Hasil investigasi dan laporan otopsi menjabarkan kronologi kejadian hari itu. Deah baru saja turun bus dari kampus, sementara Razan sedang berkunjung untuk makan malam bersama Yusor di rumah. Saat santap malam dimulai, terdengar suara pintu diketuk. Ketika Deah membuka pintu, seorang tetangga pria langsung menembak membabi buta ke arahnya. Berdasarkan rekaman telepon 911, Razan dan Yusor terdengar berteriak. Penembak berjalan ke arah dapur dan menembak Yusor di panggul, membuatnya tak dapat bergerak. Dari belakang ia mendekati Yusor menempelkan senjatanya ke kepala Yusor, dan dengan satu peluru, menembus otak Yusor. Ia lalu berjalan ke arah Razan, yang berteriak minta ampun, dan layaknya mengeksekusi mati, menembakkan satu peluru ke bagian belakang kepala, menembak mati Razan.
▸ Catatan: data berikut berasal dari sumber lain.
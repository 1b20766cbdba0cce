//! The alert action: turn workflow inputs into one created alert.

use clap::Args;

use crate::alert::NewAlert;
use crate::client::RootlyApi;
use crate::diagnostics::Diagnostics;
use crate::error::AlertError;
use crate::labels::parse_labels;
use crate::resolvers::EntityKind;
use crate::target::NotificationTarget;

/// Urgency used when none is given.
pub const DEFAULT_ALERT_URGENCY: &str = "High";

/// Action inputs, read from flags or the runner's `INPUT_*` variables.
#[derive(Debug, Clone, Default, Args)]
pub struct ActionInputs {
    /// Rootly API key.
    #[arg(long, env = "INPUT_API_KEY", default_value = "", hide_env_values = true)]
    pub api_key: String,

    /// Alert summary.
    #[arg(long, env = "INPUT_SUMMARY", default_value = "")]
    pub summary: String,

    /// Alert description.
    #[arg(long, env = "INPUT_DETAILS", default_value = "")]
    pub details: String,

    /// Mark the alert as noise ("true" to enable).
    #[arg(long, env = "INPUT_SET_AS_NOISE", default_value = "false")]
    pub set_as_noise: String,

    /// Notification target type: User, Service, EscalationPolicy or Group.
    #[arg(long, env = "INPUT_NOTIFICATION_TARGET_TYPE", default_value = "")]
    pub notification_target_type: String,

    /// Notification target name (email for users).
    #[arg(long, env = "INPUT_NOTIFICATION_TARGET", default_value = "")]
    pub notification_target: String,

    /// Alert urgency name (defaults to High).
    #[arg(long, env = "INPUT_ALERT_URGENCY", default_value = "")]
    pub alert_urgency: String,

    /// External ID of the alert.
    #[arg(long, env = "INPUT_EXTERNAL_ID", default_value = "")]
    pub external_id: String,

    /// External URL of the alert.
    #[arg(long, env = "INPUT_EXTERNAL_URL", default_value = "")]
    pub external_url: String,

    /// Deduplication key.
    #[arg(long, env = "INPUT_DEDUPLICATION_KEY", default_value = "")]
    pub deduplication_key: String,

    /// Service names (comma-separated).
    #[arg(long, env = "INPUT_SERVICES", default_value = "")]
    pub services: String,

    /// Alert group names (comma-separated).
    #[arg(long, env = "INPUT_GROUPS", default_value = "")]
    pub groups: String,

    /// Labels as `key:value` pairs (comma-separated).
    #[arg(long, env = "INPUT_LABELS", default_value = "")]
    pub labels: String,

    /// Environment names (comma-separated).
    #[arg(long, env = "INPUT_ENVIRONMENTS", default_value = "")]
    pub environments: String,
}

impl ActionInputs {
    /// Whether the alert should be created as noise.
    #[must_use]
    pub fn noise(&self) -> bool {
        self.set_as_noise == "true"
    }
}

/// Names from a comma-separated list, trimmed, blanks skipped.
fn split_names(list: &str) -> impl Iterator<Item = &str> {
    list.split(',').map(str::trim).filter(|name| !name.is_empty())
}

/// Resolve every name in `list`, one at a time and in order.
///
/// Unresolved names stay in the result as `""`.
async fn resolve_all(api: &dyn RootlyApi, kind: EntityKind, list: &str) -> Vec<String> {
    let mut ids = Vec::new();
    for name in split_names(list) {
        ids.push(api.resolve_id(kind, name).await);
    }
    ids
}

/// Resolve all inputs and create the alert, returning its identifier.
///
/// # Errors
/// Returns [`AlertError::InvalidTargetType`] when a notification target is
/// given with an unknown type. Every other failure is soft and surfaces as
/// diagnostics and empty identifiers.
pub async fn run_action(
    api: &dyn RootlyApi,
    inputs: &ActionInputs,
    diagnostics: &dyn Diagnostics,
) -> Result<String, AlertError> {
    let labels = parse_labels(&inputs.labels);

    diagnostics.debug(&format!("Api Key Length: {}", inputs.api_key.len()));
    diagnostics.debug(&format!("Summary: {}", inputs.summary));
    diagnostics.debug(&format!("Details: {}", inputs.details));
    diagnostics.debug(&format!("Set as noise: {}", inputs.noise()));
    diagnostics.debug(&format!(
        "Notification target type: {}",
        inputs.notification_target_type
    ));
    diagnostics.debug(&format!("Notification target: {}", inputs.notification_target));
    diagnostics.debug(&format!("Alert urgency: {}", inputs.alert_urgency));
    diagnostics.debug(&format!("External ID: {}", inputs.external_id));
    diagnostics.debug(&format!("External URL: {}", inputs.external_url));
    diagnostics.debug(&format!("Services: {}", inputs.services));
    diagnostics.debug(&format!("Groups: {}", inputs.groups));
    diagnostics.debug(&format!("Labels: {labels:?}"));
    diagnostics.debug(&format!("Environments: {}", inputs.environments));
    diagnostics.debug(&format!("Deduplication Key: {}", inputs.deduplication_key));

    let service_ids = resolve_all(api, EntityKind::Service, &inputs.services).await;

    let urgency = match inputs.alert_urgency.trim() {
        "" => DEFAULT_ALERT_URGENCY,
        urgency => urgency,
    };
    let alert_urgency_id = api.resolve_id(EntityKind::AlertUrgency, urgency).await;

    let group_ids = resolve_all(api, EntityKind::Group, &inputs.groups).await;
    let environment_ids = resolve_all(api, EntityKind::Environment, &inputs.environments).await;

    let target_type = inputs.notification_target_type.trim();
    let target_name = inputs.notification_target.trim();
    let notification_target = if target_type.is_empty() || target_name.is_empty() {
        NotificationTarget::empty()
    } else {
        NotificationTarget::resolve(api, target_type, target_name).await?
    };
    diagnostics.debug(&format!(
        "Resolved notification target: {}",
        serde_json::to_string(&notification_target)?
    ));

    let alert = NewAlert::new(
        inputs.summary.clone(),
        inputs.details.clone(),
        notification_target,
        alert_urgency_id,
    )
    .noise(inputs.noise())
    .external_id(inputs.external_id.clone())
    .external_url(inputs.external_url.clone())
    .service_ids(service_ids)
    .group_ids(group_ids)
    .labels(labels)
    .environment_ids(environment_ids)
    .dedup_key(inputs.deduplication_key.clone());

    let alert_id = api.create_alert(&alert).await;
    diagnostics.debug(&format!("Created Alert ID: {alert_id}"));

    Ok(alert_id)
}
Sambil berjalan keluar, ia menembak Deah sekali lagi, dengan sebuah peluru di mulut. Total ada 8 peluru: 2 di kepala 2 di dada dan sisanya di kaki dan tangannya.
Deah, Yusor and Razan were executed in a place that was meant to be safe: their home. For months, this man had been harassing them: knocking on their door, brandishing his gun on a couple of occasions. His Facebook was cluttered with anti-religion posts. Yusor felt particularly threatened by him. As she was moving in, he told Yusor and her mom that he didn't like the way they looked. In response, Yusor's mom told her to be kind to her neighbor, that as he got to know them, he'd see them for who they were. I guess we've all become so numb to the hatred that we couldn't have ever imagined it turning into fatal violence.
Deah, Yusor, dan Razan dibunuh di tempat yang harusnya aman: rumah mereka sendiri. Sudah berbulan-bulan pria ini mengganggu mereka: mengetuk pintu rumah, mengacungkan pistolnya beberapa kali. Akun Facebooknya penuh dengan posting berbau anti agama. Yusor benar-benar merasa terganggu oleh pria ini. Ketika Yusor pindah ke situ, pria ini mengungkapkan ketidaksukaannya akan penampilan Yusor dan ibunya. Tapi ibu Yusor meminta Yusor untuk tetap ramah pada pria itu, karena lama-kelamaan, pria tersebut akan mengenal mereka lebih baik. Mungkin kita sudah mati rasa akan kebencian, hingga kita tidak menyangka kebencian bisa berubah menjadi kekerasan yang mematikan.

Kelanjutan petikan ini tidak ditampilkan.